▶ Task requirements: Lines of the material that include the string "TextStyle" should be returned.

▼

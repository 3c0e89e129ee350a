// Copyright 2025 the Slicechart Authors
// SPDX-License-Identifier: Apache-2.0 OR MIT

//! Axis mark generation.
//!
//! An axis here is given its ticks already placed: the caller resolves tick
//! values through whatever scale it uses and hands over `(position, label)`
//! pairs. That keeps value axes (linear, formatted) and category axes (ranked,
//! thinned by a tick policy) on one code path.

use alloc::string::String;
use alloc::vec::Vec;

use kurbo::Rect;
use peniko::Brush;
use peniko::color::palette::css;
use slicechart_core::{Mark, MarkId, TextAnchor, TextBaseline};
use slicechart_text::{TextMeasurer, TextStyle};

use crate::rule_mark::RuleMarkSpec;
use crate::z_order;

/// Mark roles within an axis guide.
const ROLE_DOMAIN: u8 = 0;
const ROLE_TICK: u8 = 1;
const ROLE_LABEL: u8 = 2;
const ROLE_GRID: u8 = 3;
const ROLE_TITLE: u8 = 4;

/// Which side of the plot the axis sits on.
#[derive(Clone, Copy, Debug, PartialEq, Eq, Hash)]
pub enum AxisOrient {
    /// Vertical axis left of the plot; tick positions are y coordinates.
    Left,
    /// Horizontal axis below the plot; tick positions are x coordinates.
    Bottom,
}

/// A tick at a resolved surface position.
#[derive(Clone, Debug, PartialEq)]
pub struct AxisTick {
    /// Surface coordinate along the axis.
    pub pos: f64,
    /// Label text.
    pub label: String,
}

impl AxisTick {
    /// Convenience constructor.
    pub fn new(pos: f64, label: impl Into<String>) -> Self {
        Self {
            pos,
            label: label.into(),
        }
    }
}

/// Paint and font sizes for an axis.
#[derive(Clone, Debug, PartialEq)]
pub struct AxisStyle {
    /// Domain line and tick paint.
    pub rule: Brush,
    /// Domain line and tick width.
    pub rule_width: f64,
    /// Tick label paint.
    pub label_fill: Brush,
    /// Tick label font size.
    pub label_font_size: f64,
    /// Title paint.
    pub title_fill: Brush,
    /// Title font size.
    pub title_font_size: f64,
}

impl Default for AxisStyle {
    fn default() -> Self {
        Self {
            rule: Brush::Solid(css::BLACK),
            rule_width: 1.0,
            label_fill: Brush::Solid(css::BLACK),
            label_font_size: 10.0,
            title_fill: Brush::Solid(css::BLACK),
            title_font_size: 11.0,
        }
    }
}

/// An axis with pre-resolved ticks.
#[derive(Clone, Debug)]
pub struct AxisSpec {
    /// Guide number for [`MarkId::for_guide`].
    pub guide: u16,
    /// Placement.
    pub orient: AxisOrient,
    /// Ticks in drawing order.
    pub ticks: Vec<AxisTick>,
    /// Tick length.
    pub tick_size: f64,
    /// Gap between tick end and label.
    pub tick_padding: f64,
    /// Optional title.
    pub title: Option<String>,
    /// Styling.
    pub style: AxisStyle,
    /// Gridline paint; `None` draws no gridlines.
    pub grid: Option<Brush>,
    /// Label rotation in degrees.
    pub label_angle: f64,
}

impl AxisSpec {
    /// An axis with 5px ticks, 3px label padding, no title and no grid.
    pub fn new(guide: u16, orient: AxisOrient, ticks: Vec<AxisTick>) -> Self {
        Self {
            guide,
            orient,
            ticks,
            tick_size: 5.0,
            tick_padding: 3.0,
            title: None,
            style: AxisStyle::default(),
            grid: None,
            label_angle: 0.0,
        }
    }

    /// A left axis.
    pub fn left(guide: u16, ticks: Vec<AxisTick>) -> Self {
        Self::new(guide, AxisOrient::Left, ticks)
    }

    /// A bottom axis.
    pub fn bottom(guide: u16, ticks: Vec<AxisTick>) -> Self {
        Self::new(guide, AxisOrient::Bottom, ticks)
    }

    /// Sets the title; an empty string clears it.
    #[must_use]
    pub fn with_title(mut self, title: impl Into<String>) -> Self {
        let title = title.into();
        self.title = (!title.is_empty()).then_some(title);
        self
    }

    /// Sets the styling.
    #[must_use]
    pub fn with_style(mut self, style: AxisStyle) -> Self {
        self.style = style;
        self
    }

    /// Sets the gridline paint; `None` disables gridlines.
    #[must_use]
    pub fn with_grid(mut self, grid: Option<impl Into<Brush>>) -> Self {
        self.grid = grid.map(Into::into);
        self
    }

    /// Widest tick label.
    pub fn max_label_width(&self, measurer: &dyn TextMeasurer) -> f64 {
        let style = TextStyle::new(self.style.label_font_size);
        self.ticks
            .iter()
            .map(|t| measurer.width(&t.label, &style))
            .fold(0.0, f64::max)
    }

    /// Rotates bottom labels by -45 degrees when the widest one is wider than
    /// the smallest gap between adjacent ticks.
    #[must_use]
    pub fn with_fitted_labels(mut self, measurer: &dyn TextMeasurer) -> Self {
        if self.orient != AxisOrient::Bottom || self.ticks.len() < 2 {
            return self;
        }
        let min_gap = self
            .ticks
            .windows(2)
            .map(|w| (w[1].pos - w[0].pos).abs())
            .fold(f64::INFINITY, f64::min);
        if self.max_label_width(measurer) > min_gap {
            self.label_angle = -45.0;
        }
        self
    }

    /// Generates marks for `plot`, with the title placed at the outer edge of
    /// `axis_rect`.
    pub fn marks(&self, plot: Rect, axis_rect: Rect) -> Vec<Mark> {
        let mut out = Vec::new();
        let id = |role: u8, index: usize| MarkId::for_guide(self.guide, role, index);
        let rule = |mark_id: MarkId, from, to| {
            RuleMarkSpec::new(mark_id, from, to)
                .with_stroke(self.style.rule.clone(), self.style.rule_width)
                .with_z_index(z_order::AXIS_RULES)
                .with_class("axis")
                .mark()
        };

        match self.orient {
            AxisOrient::Left => {
                let x = plot.x0;
                out.push(rule(id(ROLE_DOMAIN, 0), (x, plot.y0), (x, plot.y1)));
                for (i, tick) in self.ticks.iter().enumerate() {
                    out.push(rule(
                        id(ROLE_TICK, i),
                        (x - self.tick_size, tick.pos),
                        (x, tick.pos),
                    ));
                    out.push(
                        Mark::builder(id(ROLE_LABEL, i))
                            .z_index(z_order::AXIS_LABELS)
                            .class("tick-label")
                            .text((x - self.tick_size - self.tick_padding, tick.pos), tick.label.clone())
                            .font_size(self.style.label_font_size)
                            .anchor(TextAnchor::End)
                            .baseline(TextBaseline::Middle)
                            .angle(self.label_angle)
                            .fill_brush(self.style.label_fill.clone())
                            .build(),
                    );
                    if let Some(grid) = &self.grid {
                        out.push(
                            RuleMarkSpec::horizontal(
                                id(ROLE_GRID, i),
                                tick.pos,
                                plot.x0,
                                plot.x1,
                            )
                            .with_stroke(grid.clone(), 1.0)
                            .with_z_index(z_order::GRID_LINES)
                            .with_class("grid")
                            .mark(),
                        );
                    }
                }
                if let Some(title) = &self.title {
                    out.push(
                        Mark::builder(id(ROLE_TITLE, 0))
                            .z_index(z_order::AXIS_TITLES)
                            .class("axis-title")
                            .text(
                                (
                                    axis_rect.x0 + 0.5 * self.style.title_font_size,
                                    0.5 * (plot.y0 + plot.y1),
                                ),
                                title.clone(),
                            )
                            .font_size(self.style.title_font_size)
                            .anchor(TextAnchor::Middle)
                            .baseline(TextBaseline::Middle)
                            .angle(-90.0)
                            .fill_brush(self.style.title_fill.clone())
                            .build(),
                    );
                }
            }
            AxisOrient::Bottom => {
                let y = plot.y1;
                out.push(rule(id(ROLE_DOMAIN, 0), (plot.x0, y), (plot.x1, y)));
                let (anchor, baseline) = if self.label_angle == 0.0 {
                    (TextAnchor::Middle, TextBaseline::Hanging)
                } else {
                    (TextAnchor::End, TextBaseline::Middle)
                };
                for (i, tick) in self.ticks.iter().enumerate() {
                    out.push(rule(
                        id(ROLE_TICK, i),
                        (tick.pos, y),
                        (tick.pos, y + self.tick_size),
                    ));
                    out.push(
                        Mark::builder(id(ROLE_LABEL, i))
                            .z_index(z_order::AXIS_LABELS)
                            .class("tick-label")
                            .text((tick.pos, y + self.tick_size + self.tick_padding), tick.label.clone())
                            .font_size(self.style.label_font_size)
                            .anchor(anchor)
                            .baseline(baseline)
                            .angle(self.label_angle)
                            .fill_brush(self.style.label_fill.clone())
                            .build(),
                    );
                    if let Some(grid) = &self.grid {
                        out.push(
                            RuleMarkSpec::vertical(
                                id(ROLE_GRID, i),
                                tick.pos,
                                plot.y0,
                                plot.y1,
                            )
                            .with_stroke(grid.clone(), 1.0)
                            .with_z_index(z_order::GRID_LINES)
                            .with_class("grid")
                            .mark(),
                        );
                    }
                }
                if let Some(title) = &self.title {
                    out.push(
                        Mark::builder(id(ROLE_TITLE, 0))
                            .z_index(z_order::AXIS_TITLES)
                            .class("axis-title")
                            .text(
                                (
                                    0.5 * (plot.x0 + plot.x1),
                                    axis_rect.y1 - self.style.title_font_size,
                                ),
                                title.clone(),
                            )
                            .font_size(self.style.title_font_size)
                            .anchor(TextAnchor::Middle)
                            .baseline(TextBaseline::Hanging)
                            .fill_brush(self.style.title_fill.clone())
                            .build(),
                    );
                }
            }
        }
        out
    }
}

▲

▶ Solved problem:
use slicechart_text::{TextMeasurer, TextStyle};
        let style = TextStyle::new(self.style.label_font_size);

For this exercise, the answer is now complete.